What this task involves | The reply to the records below should contain exactly the lines from the line with "use crate::analysis::filter::TokenFilter;" through the line with "pub filters: Vec<Box<dyn", and nothing besides.

START Dataset entries

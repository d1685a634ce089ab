use std::sync::Arc;
use nom::{
    IResult, Parser,
    branch::alt,
    character::complete::{char, digit1, multispace0},
    combinator::{map, map_res, opt, recognize, value},
    error::{Error as NomError, ErrorKind as NomErrorKind},
    sequence::{pair, preceded},
};
use serde::{Deserialize, Serialize};
use crate::analysis::analyzer::Analyzer;
use crate::core::error::{Error, Result};
use crate::query::ast::{BoolQuery, FuzzyQuery, PhraseQuery, PrefixQuery, Query, TermQuery};

const MAX_EDITS: u8 = 2;
const MAX_DEPTH: usize = 256;  // nested groups

/// Query parser for converting synonym search strings to the query AST
pub struct QueryParser {
    pub analyzer: Arc<Analyzer>,
    pub default_operator: BooleanOperator,
}

/// How adjacent clauses without an explicit operator combine.
#[derive(Debug, Clone, Copy, PartialEq, Eq, Serialize, Deserialize)]
pub enum BooleanOperator {
    And,
    Or,
}

#[derive(Debug, Clone, PartialEq)]
enum Lexeme {
    Open,
    Close(Option<f32>),
    Plus,
    Minus,
    And,
    Or,
    Not,
    Word(WordLexeme),
    Quoted {
        text: String,
        slop: u32,
        boost: Option<f32>,
    },
}

#[derive(Debug, Clone, PartialEq)]
struct WordLexeme {
    text: String,
    wildcard: bool,
    fuzzy: Option<u8>,
    boost: Option<f32>,
}

#[derive(Debug, Clone, Copy, PartialEq, Eq)]
enum Occur {
    Must,
    Should,
    MustNot,
}
use std::num::NonZeroUsize;
use std::sync::Arc;
use std::sync::atomic::{AtomicUsize, Ordering};
use lru::LruCache;
use parking_lot::Mutex;
use crate::search::results::SearchResults;

/// Per-snapshot cache of search results; disabled when the capacity is 0
pub struct QueryCache {
    cache: Option<Mutex<LruCache<QueryKey, Arc<SearchResults>>>>,
    size_limit: usize,
    hit_count: AtomicUsize,
    miss_count: AtomicUsize,
}

#[derive(Debug, Clone, Hash, PartialEq, Eq)]
pub struct QueryKey {
    pub query: String,
    pub limit: usize,
}

impl QueryKey {
    pub fn new(query: &str, limit: usize) -> Self {
        QueryKey { query: query.to_string(), limit }
    }
}

impl QueryCache {
    pub fn new(size_limit: usize) -> Self {
        QueryCache {
            cache: NonZeroUsize::new(size_limit).map(|cap| Mutex::new(LruCache::new(cap))),
            size_limit,
            hit_count: AtomicUsize::new(0),
            miss_count: AtomicUsize::new(0),
        }
    }

    pub fn get(&self, key: &QueryKey) -> Option<Arc<SearchResults>> {
        let cache = self.cache.as_ref()?;
        let found = cache.lock().get(key).cloned();
        match found {
            Some(results) => {
                self.hit_count.fetch_add(1, Ordering::Relaxed);
                Some(results)
            }
            None => {
                self.miss_count.fetch_add(1, Ordering::Relaxed);
                None
            }
        }
    }

    pub fn put(&self, key: QueryKey, results: Arc<SearchResults>) {
        if let Some(cache) = &self.cache {
            cache.lock().put(key, results);
        }
    }

    pub fn clear(&self) {
        if let Some(cache) = &self.cache {
            cache.lock().clear();
        }
    }

    pub fn stats(&self) -> CacheStats {
        CacheStats {
            hit_count: self.hit_count.load(Ordering::Relaxed),
            miss_count: self.miss_count.load(Ordering::Relaxed),
            size: self.cache.as_ref().map(|c| c.lock().len()).unwrap_or(0),
            capacity: self.size_limit,
        }
    }
}

#[derive(Debug, Clone, PartialEq)]
pub struct CacheStats {
    pub hit_count: usize,
    pub miss_count: usize,
    pub size: usize,
    pub capacity: usize,
}

impl CacheStats {
    pub fn hit_rate(&self) -> f64 {
        let total = self.hit_count + self.miss_count;
        if total == 0 {
            0.0
        } else {
            self.hit_count as f64 / total as f64
        }
    }
}
use fst::{IntoStreamer, Map, MapBuilder, Streamer};
use crate::core::error::Result;
use crate::index::inverted::InvertedIndex;

/// FST over the terms of one snapshot, for prefix and fuzzy expansion
pub struct PrefixIndex {
    /// Term -> document frequency
    fst: Map<Vec<u8>>,
}

impl PrefixIndex {
    pub fn empty() -> Self {
        Self { fst: Map::default() }
    }

    /// Build FST from the terms of an inverted index
    pub fn build(index: &InvertedIndex) -> Result<Self> {
        let mut terms: Vec<(&str, u64)> = index.terms()
            .map(|term| {
                let doc_freq = index.search_term(term).map(|list| list.doc_freq()).unwrap_or(0);
                (term, doc_freq as u64)
            })
            .collect();

        // FST requires sorted input
        terms.sort_unstable_by(|a, b| a.0.cmp(b.0));

        let mut builder = MapBuilder::memory();
        for (term, doc_freq) in terms {
            builder.insert(term.as_bytes(), doc_freq)?;
        }

        Ok(Self { fst: builder.into_map() })
    }

    pub fn len(&self) -> usize {
        self.fst.len()
    }

    pub fn is_empty(&self) -> bool {
        self.fst.is_empty()
    }

    /// Find all terms with given prefix, in lexicographic order
    pub fn search_prefix(&self, prefix: &str) -> Vec<String> {
        let mut results = Vec::new();
        let prefix_bytes = prefix.as_bytes();

        let mut stream = self.fst.range().ge(prefix_bytes).into_stream();
        while let Some((term_bytes, _)) = stream.next() {
            if !term_bytes.starts_with(prefix_bytes) {
                break;
            }
            if let Ok(term) = std::str::from_utf8(term_bytes) {
                results.push(term.to_string());
            }
        }

        results
    }

    /// Visit every term, in lexicographic order.
    pub fn for_each_term<F: FnMut(&str)>(&self, mut f: F) {
        let mut stream = self.fst.stream();
        while let Some((term_bytes, _)) = stream.next() {
            if let Ok(term) = std::str::from_utf8(term_bytes) {
                f(term);
            }
        }
    }
}
use crate::analysis::filter::TokenFilter;
use crate::analysis::filters::lowercase::LowercaseFilter;
use crate::analysis::token::Token;
use crate::analysis::tokenizer::{StandardTokenizer, Tokenizer};

/// Text analysis pipeline
pub struct Analyzer {
    pub tokenizer: Box<dyn Tokenizer>,
    pub filters: Vec<Box<dyn TokenFilter>>,
    pub name: String,
}

impl Analyzer {
    pub fn new(name: String, tokenizer: Box<dyn Tokenizer>) -> Self {
        Analyzer {
            tokenizer,
            filters: Vec::new(),
            name,
        }
    }

    pub fn add_filter(mut self, filter: Box<dyn TokenFilter>) -> Self {
        self.filters.push(filter);
        self
    }

    pub fn analyze(&self, text: &str) -> Vec<Token> {
        let mut tokens = self.tokenizer.tokenize(text);

        for filter in &self.filters {
            tokens = filter.filter(tokens);
        }

        tokens
    }

    /// Analyzer shared by indexing and querying of synonyms: word
    /// segmentation followed by lowercasing, no stemming.
    pub fn synonym() -> Self {
        Analyzer::new("synonym".to_string(),
                      Box::new(StandardTokenizer::default()))
            .add_filter(Box::new(LowercaseFilter))
    }
}

impl std::fmt::Debug for Analyzer {
    fn fmt(&self, f: &mut std::fmt::Formatter<'_>) -> std::fmt::Result {
        f.debug_struct("Analyzer")
            .field("name", &self.name)
            .field("tokenizer", &self.tokenizer.name())
            .field("filters", &self.filters.iter().map(|f| f.name()).collect::<Vec<_>>())
            .finish()
    }
}

#[cfg(test)]
mod tests {
    use super::*;

    #[test]
    fn test_synonym_analyzer_is_case_insensitive() {
        let analyzer = Analyzer::synonym();
        let upper: Vec<String> = analyzer.analyze("Pôle EMPLOI").into_iter().map(|t| t.text).collect();
        let lower: Vec<String> = analyzer.analyze("pôle emploi").into_iter().map(|t| t.text).collect();
        assert_eq!(upper, vec!["pôle", "emploi"]);
        assert_eq!(upper, lower);
    }

    #[test]
    fn test_debug_lists_pipeline() {
        let rendered = format!("{:?}", Analyzer::synonym());
        assert!(rendered.contains("standard"));
        assert!(rendered.contains("lowercase"));
    }
}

END Dataset entries

Solution to the problem |
use crate::analysis::filter::TokenFilter;
use crate::analysis::filters::lowercase::LowercaseFilter;
use crate::analysis::token::Token;
use crate::analysis::tokenizer::{StandardTokenizer, Tokenizer};

/// Text analysis pipeline
pub struct Analyzer {
    pub tokenizer: Box<dyn Tokenizer>,
    pub filters: Vec<Box<dyn TokenFilter>>,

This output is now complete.